Dataiku is a Data & Analytics platform that helps organizations design, deploy, and govern data pipelines and machine learning models at scale. It provides visual flow-based ETL, no-code/low-code model building, and full-code notebooks (Python, R, SQL) within one collaborative environment. Its key differentiator is an enterprise-grade governance layer—projects, permissions, and reproducible pipelines—paired with connectors to cloud data warehouses. Dataiku serves data scientists, analytics engineers, and business analysts in mid-market and enterprise companies. A free Community edition exists for individual use; production features require paid plans and custom enterprise pricing.
Dataiku launched as a platform designed to bring data teams and business users together by offering a single environment for data preparation, experimentation, and productionization. Founded in France and now operating globally, Dataiku positions itself as an end-to-end Data & Analytics platform that covers the lifecycle from ingestion through model deployment and monitoring. Its core value proposition centers on collaboration and governance: teams can work in the visual Flow, use shared datasets, and enforce project-level security while tracking lineage and reproducibility. The platform supports hybrid deployments on-premises or across cloud providers, reflecting its enterprise orientation.
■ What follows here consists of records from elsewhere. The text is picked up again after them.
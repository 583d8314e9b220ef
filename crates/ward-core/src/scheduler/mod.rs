//! Dependency-aware concurrent execution across a cluster.
//!
//! A [`ConcurrentAction`] runs one child per target node, admitting at most
//! `maxConcurrency` at a time and never two nodes that hold replicas of a
//! common shard. On the first failure it stops admitting, waits for the
//! in-flight children to settle, and reports what never ran.

pub mod graph;
pub mod plan;

use std::collections::{BTreeMap, BTreeSet};
use std::sync::Arc;
use std::time::Duration;

use async_trait::async_trait;
use tracing::{info, warn};

use crate::action::{
    Action, ActionContext, ActionError, ActionLogic, ActionStatus, AttributeSchema, ChildFactory,
    SchemaField,
};
use crate::attribute::{keys, AttributeStore};
use crate::collaborators::{retry_with_backoff, AlertLevel, ShardReplicas};
use crate::config::{SchedulerConfig, WardConfig};
use crate::strategy::{build_child, join_nodes, select_nodes};

pub use graph::DependencyGraph;
pub use plan::AdmissionPlan;

pub struct ConcurrentAction {
    child: ChildFactory,
    settings: SchedulerConfig,
}

impl ConcurrentAction {
    pub fn new(child: ChildFactory) -> Self {
        Self {
            child,
            settings: SchedulerConfig::default(),
        }
    }

    fn child_label(&self) -> String {
        (self.child)().label()
    }

    /// Shard placement from the topology collaborator when configured,
    /// otherwise from the cluster's published topology attribute.
    async fn topology(&self, ctx: &ActionContext) -> Result<Vec<ShardReplicas>, ActionError> {
        if let Some(source) = ctx.engine().collaborators().topology.clone() {
            let recovery = &ctx.config().recovery;
            let cluster_id = ctx.cluster().id().to_string();
            return retry_with_backoff(
                "topology",
                recovery.collaborator_retries,
                recovery.retry_backoff(),
                || source.shards(&cluster_id),
            )
            .await
            .map_err(|e| ActionError::collaborator("topology", e));
        }
        ctx.cluster().attributes().get(keys::TOPOLOGY)?.ok_or_else(|| {
            ActionError::Precondition(
                "no topology available to build the dependency graph".to_string(),
            )
        })
    }

    fn settle_finished(
        current: &mut BTreeMap<String, Arc<Action>>,
        plan: &mut AdmissionPlan,
        failed: &mut BTreeSet<String>,
    ) {
        let finished: Vec<String> = current
            .iter()
            .filter(|(_, child)| child.is_done())
            .map(|(node, _)| node.clone())
            .collect();
        for node in finished {
            if let Some(child) = current.remove(&node) {
                if child.status() != ActionStatus::Succeeded {
                    failed.insert(node.clone());
                }
            }
            plan.settle(&node);
        }
    }

    async fn drain(
        &self,
        ctx: &ActionContext,
        mut current: BTreeMap<String, Arc<Action>>,
        mut plan: AdmissionPlan,
        mut failed: BTreeSet<String>,
        interval: Duration,
    ) -> Result<(), ActionError> {
        let cluster = ctx.cluster().name().to_string();
        let action = ctx.action();
        warn!(
            action = %action.name(),
            failed = %join_nodes(&failed),
            in_flight = %join_nodes(plan.in_flight()),
            "concurrent action failed, draining"
        );
        ctx.alert(
            AlertLevel::High,
            format!(
                "Concurrent action {} failed on {cluster} (nodes: {}), draining current actions: {}",
                action.name(),
                join_nodes(&failed),
                join_nodes(plan.in_flight()),
            ),
        )
        .await;

        let mut interrupted = false;
        loop {
            Self::settle_finished(&mut current, &mut plan, &mut failed);
            if current.is_empty() {
                break;
            }
            if interrupted {
                tokio::time::sleep(interval).await;
            } else if !ctx.pause(interval).await {
                interrupted = true;
                for child in current.values() {
                    child.cancel(true);
                }
                ctx.alert(
                    AlertLevel::High,
                    format!(
                        "Draining of {} on {cluster} was interrupted, cancelling: {}",
                        action.name(),
                        join_nodes(current.keys()),
                    ),
                )
                .await;
            }
        }

        ctx.alert(
            AlertLevel::Medium,
            format!("Draining of {} on {cluster} is complete", action.name()),
        )
        .await;
        Err(ActionError::Failed(format!(
            "Failed to complete action on {}, remaining nodes that haven't performed the action: {}",
            join_nodes(&failed),
            join_nodes(plan.remaining()),
        )))
    }

    async fn abandon(
        &self,
        ctx: &ActionContext,
        current: &BTreeMap<String, Arc<Action>>,
        plan: &AdmissionPlan,
    ) -> Result<(), ActionError> {
        for child in current.values() {
            child.cancel(true);
        }
        let action = ctx.action();
        info!(action = %action.name(), in_flight = current.len(), "concurrent action cancelled");
        ctx.alert(
            AlertLevel::Medium,
            format!(
                "{} cancelled on cluster {}; cancelling in-flight nodes: {}; never started: {}",
                action.name(),
                ctx.cluster().name(),
                join_nodes(current.keys()),
                join_nodes(plan.remaining()),
            ),
        )
        .await;
        action.append_err("Action cancelled");
        Err(ActionError::Cancelled)
    }
}

#[async_trait]
impl ActionLogic for ConcurrentAction {
    fn kind_name(&self) -> &'static str {
        "concurrent"
    }

    fn label(&self) -> String {
        format!("Concurrent-{}", self.child_label())
    }

    fn display_name(&self, attributes: &AttributeStore) -> String {
        match attributes.get(keys::NODE_IDS) {
            Ok(Some(ids)) => format!("{} on {} nodes", self.label(), ids.len()),
            _ => self.label(),
        }
    }

    fn initialize(&mut self, config: &WardConfig) -> crate::Result<()> {
        self.settings = config.scheduler.clone();
        Ok(())
    }

    fn schema(&self) -> AttributeSchema {
        let mut fields = vec![
            if self.settings.fail_if_no_node_ids {
                SchemaField::required(keys::NODE_IDS.name(), "Nodes to act on")
            } else {
                SchemaField::optional(keys::NODE_IDS.name(), "Nodes to act on, default all")
            },
            SchemaField::optional(keys::MAX_CONCURRENCY.name(), "Nodes acted on at once"),
            SchemaField::optional(
                keys::CHECKING_INTERVAL_MS.name(),
                "Milliseconds between admission ticks",
            ),
        ];
        fields.extend(
            (self.child)()
                .schema()
                .fields
                .into_iter()
                .filter(|f| f.key != keys::NODE_ID.name()),
        );
        AttributeSchema {
            action: self.label(),
            fields,
        }
    }

    async fn run(&self, ctx: &ActionContext) -> Result<(), ActionError> {
        let attrs = ctx.attributes();
        let nodes = select_nodes(ctx, self.settings.fail_if_no_node_ids)?;
        let max_concurrency = attrs
            .get(keys::MAX_CONCURRENCY)?
            .unwrap_or(self.settings.max_concurrency);
        if max_concurrency == 0 {
            return Err(ActionError::Precondition(
                "maxConcurrency must be at least 1".to_string(),
            ));
        }
        let interval = attrs
            .get(keys::CHECKING_INTERVAL_MS)?
            .map(Duration::from_millis)
            .unwrap_or_else(|| self.settings.checking_interval());

        let shards = self.topology(ctx).await?;
        let mut plan = AdmissionPlan::new(DependencyGraph::from_shards(&nodes, &shards), max_concurrency);
        let mut current: BTreeMap<String, Arc<Action>> = BTreeMap::new();
        info!(
            action = %ctx.action().name(),
            nodes = nodes.len(),
            max_concurrency,
            "concurrent action started"
        );

        loop {
            if ctx.is_cancelled() {
                return self.abandon(ctx, &current, &plan).await;
            }
            let mut failed = BTreeSet::new();
            Self::settle_finished(&mut current, &mut plan, &mut failed);
            if !failed.is_empty() {
                return self.drain(ctx, current, plan, failed, interval).await;
            }
            if plan.is_complete() {
                break;
            }

            let admitted = plan.admit();
            for node in &admitted {
                let dispatched = build_child(ctx, &self.child, node)
                    .and_then(|child| ctx.dispatch_child(child).map_err(ActionError::from));
                match dispatched {
                    Ok(child) => {
                        current.insert(node.clone(), child);
                    }
                    Err(e) => {
                        warn!(node = %node, error = %e, "could not start child");
                        plan.settle(node);
                        failed.insert(node.clone());
                    }
                }
            }
            if !failed.is_empty() {
                return self.drain(ctx, current, plan, failed, interval).await;
            }
            if !admitted.is_empty() {
                let remaining = join_nodes(plan.remaining());
                info!(started = %join_nodes(&admitted), %remaining, "admitted nodes");
                ctx.action().append_out(&format!("Remaining nodes: {remaining}"));
            }

            ctx.pause(interval).await;
        }

        ctx.alert(
            AlertLevel::Medium,
            format!(
                "{} completed on cluster {}",
                ctx.action().name(),
                ctx.cluster().name()
            ),
        )
        .await;
        Ok(())
    }
}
At the feature level, Dataiku includes a visual Flow editor for building ETL and ML pipelines with explicit node lineage, enabling users to chain datasets, recipes, and models. It offers code notebooks (Jupyter-like) and built-in support for Python, R, and SQL, so coders can mix scripted recipes with visual components. Dataiku ships with AutoML capabilities (including model search, hyperparameter sweeps, and leaderboards) and supports scikit-learn, XGBoost, LightGBM, and Keras/TensorFlow models for training and comparison. For production, Dataiku provides the Applications and Scenarios features to operationalize jobs, schedule runs, and alert on failures; it also includes model monitoring metrics and drift detection via the built-in Model Deployer and Monitoring dashboards.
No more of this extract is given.